Revisiting security assumptions in satellite-based quantum communications

Researchers from the UK, Germany, Switzerland and Singapore have analysed the security of satellite-based quantum communications considering the presence of 'bypass channels'.

A recent paper published in PRX Quantum gives a boost to quantum secure communications via satellite. The international team including CQT’s Alexander Ling focused on the limitations that potential eavesdroppers may face in practice in collecting and transmitting quantum signals in satellite-to-ground links. The team conclude that satellite-based quantum systems could achieve higher secure key rates than was previously expected.

The work was led by researchers from the University of Leeds in the UK and also involved other researchers from the UK, Germany and Switzerland. Alexander, the only member of the team in Singapore, is a Principal Investigator at CQT and Associate Professor in the Department of Physics at NUS.

Quantum key distribution (QKD) is a mature quantum technology, which protects communications and other transactions through the quantum-secure distribution of cryptographic keys used to encrypt and decrypt data. QKD by satellite addresses the distance limitations inherent to this technology over terrestrial optical fibre, which result from signal loss and are a barrier to quantum-secure communications on continental, intercontinental and global scales.

Security assumptions

Conventionally, quantum communications security protocols characterize signal transmissions between two communicating parties (described as “Alice” and “Bob”) while considering the potential disruptive effect of an unwanted eavesdropper (“Eve”). The standard approach is to make minimal assumptions about the capabilities of this eavesdropper. In QKD jargon, Eve is considered to be in full control of the channel that connects Alice and Bob.
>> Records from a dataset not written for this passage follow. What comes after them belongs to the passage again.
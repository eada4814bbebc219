//! Global configuration for tether
//!
//! Settings are process-wide and read on every operation that needs them, so a
//! change made through `set_config` applies to handles that already exist.

use std::fmt;
use std::str::FromStr;
use std::sync::RwLock;

use crate::error::TetherError;

/// Extended JSON flavour used when rendering documents as text
///
/// - **Canonical**: every value wrapped with its BSON type
///   (`{"a":{"$numberLong":"5"}}`); parses back to the same types
/// - **Relaxed**: numbers as plain JSON numbers (`{"a":5}`); an int64 that
///   fits in 32 bits reads back as an int32
#[derive(Debug, Clone, Copy, PartialEq, Eq, Default)]
pub enum JsonMode {
    #[default]
    Canonical,
    Relaxed,
}

impl FromStr for JsonMode {
    type Err = TetherError;

    fn from_str(s: &str) -> Result<Self, Self::Err> {
        match s.to_ascii_lowercase().as_str() {
            "relaxed" => Ok(JsonMode::Relaxed),
            "canonical" => Ok(JsonMode::Canonical),
            other => Err(TetherError::TypeMismatch(format!(
                "unknown json mode '{}', expected 'relaxed' or 'canonical'",
                other
            ))),
        }
    }
}

impl fmt::Display for JsonMode {
    fn fmt(&self, f: &mut fmt::Formatter<'_>) -> fmt::Result {
        match self {
            JsonMode::Relaxed => f.write_str("relaxed"),
            JsonMode::Canonical => f.write_str("canonical"),
        }
    }
}

/// Global tether configuration
#[derive(Debug, Clone, PartialEq, Eq)]
pub struct TetherConfig {
    /// Rendering used by `str()`; driver failure messages are always canonical
    pub json_mode: JsonMode,

    /// Whether to strip connection strings and credentials from driver error text
    pub redact_errors: bool,
}

impl Default for TetherConfig {
    fn default() -> Self {
        TetherConfig {
            json_mode: JsonMode::Canonical,
            redact_errors: true,
        }
    }
}

static GLOBAL_CONFIG: RwLock<TetherConfig> = RwLock::new(TetherConfig {
    json_mode: JsonMode::Canonical,
    redact_errors: true,
});

/// Gets the current configuration
///
/// A poisoned lock still holds a complete config value, so it is read through.
pub fn get_config() -> TetherConfig {
    match GLOBAL_CONFIG.read() {
        Ok(config) => config.clone(),
        Err(poisoned) => poisoned.into_inner().clone(),
    }
}

/// Replaces the current configuration
pub fn set_config(config: TetherConfig) {
    let mut global = match GLOBAL_CONFIG.write() {
        Ok(guard) => guard,
        Err(poisoned) => poisoned.into_inner(),
    };
    tracing::debug!(
        json_mode = %config.json_mode,
        redact_errors = config.redact_errors,
        "tether config updated"
    );
    *global = config;
}
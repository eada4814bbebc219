//! Python bindings for global configuration and logging
//!
//! # Usage
//! ```python
//! import tether
//!
//! tether.configure(json_mode="canonical")
//! tether.configure(redact_errors=False)  # keep connection strings in errors
//! tether.init_logging("debug")
//! ```

use pyo3::prelude::*;
use tether_common::{get_config as current_config, set_config, JsonMode};

use crate::conversion::to_py_err;

/// Python binding: update configuration
///
/// # Arguments
/// * `json_mode` - `"canonical"` (default) or `"relaxed"`
/// * `redact_errors` - strip connection strings from driver errors
#[pyfunction]
#[pyo3(signature = (json_mode=None, redact_errors=None))]
pub fn configure(json_mode: Option<&str>, redact_errors: Option<bool>) -> PyResult<()> {
    let mut config = current_config();

    if let Some(mode) = json_mode {
        config.json_mode = mode.parse::<JsonMode>().map_err(to_py_err)?;
    }

    if let Some(redact) = redact_errors {
        config.redact_errors = redact;
        if !redact {
            tracing::warn!(
                "Driver error redaction is disabled; connection strings may appear in errors"
            );
        }
    }

    set_config(config);
    Ok(())
}

/// Python binding: current configuration as `(json_mode, redact_errors)`
#[pyfunction]
pub fn get_config() -> (String, bool) {
    let config = current_config();
    (config.json_mode.to_string(), config.redact_errors)
}

/// Python binding: install the log subscriber
///
/// Returns False when a subscriber was already installed.
#[pyfunction]
#[pyo3(signature = (level="info"))]
pub fn init_logging(level: &str) -> bool {
    tether_common::init_logging(level)
}

/// Register config functions with Python
pub fn register_functions(m: &Bound<'_, PyModule>) -> PyResult<()> {
    m.add_function(wrap_pyfunction!(configure, m)?)?;
    m.add_function(wrap_pyfunction!(get_config, m)?)?;
    m.add_function(wrap_pyfunction!(init_logging, m)?)?;
    Ok(())
}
In the real world, an eavesdropper could hardly be this effective at intercepting a satellite link. Alexander first spoke to his UK coauthors about Eve’s challenges in space when he was planning for the 2019 launch of SpooQy-1 – a nanosatellite his group built to test technology for quantum communication. “I was looking at how a satellite orbits the ground station and how the signal comes to ground, and I realised that an eavesdropper cannot simply do whatever they wish. They are constrained by satellite orbital physics and diffraction of beams,” he said.

In the paper, the team detail how orbiting objects could be spotted by LIDAR surveillance if they got too big, and how the area around the telescope on the ground could be searched and protected.

Bypass channels

Lead researcher Mohsen Razavi from the University of Leeds explained “there has been little attention to classical characteristics, such as size, weight, or energy consumption, of Eve’s apparatus. Our work analyses the security of QKD systems without restricting Eve’s quantum processing power, but rather by assuming some size limitations on flying objects that Eve may need to employ in a line-of-sight link.” This implies limits on how much of the signal between the satellite and ground station Eve could receive. The result is that there exists so-termed “bypass transmission channels”, where at least part of the signal between Alice and Bob bypasses Eve.

The research presented in this paper considered such realistic restricted eavesdropping scenarios. The team’s analysis of achievable QKD key rates in the presence of bypass channels highlighted considerably improved performance for certain security protocols. Any performance improvements could contribute to commercial exploitation of satellite-based quantum communications technology and global-scale deployment of QKD systems.

The results open up new possibilities for future research directions in QKD security, especially when delivered via satellites, or when eavesdropping is naturally restricted. Mohsen commented: “This results in new security scenarios that we investigate in our work, and creates many others that are yet to be explored.”

“Usually when we try to make QKD practical we find eavesdropping mechanisms we need to guard against, this time the real world scenario helps us,” said Alexander.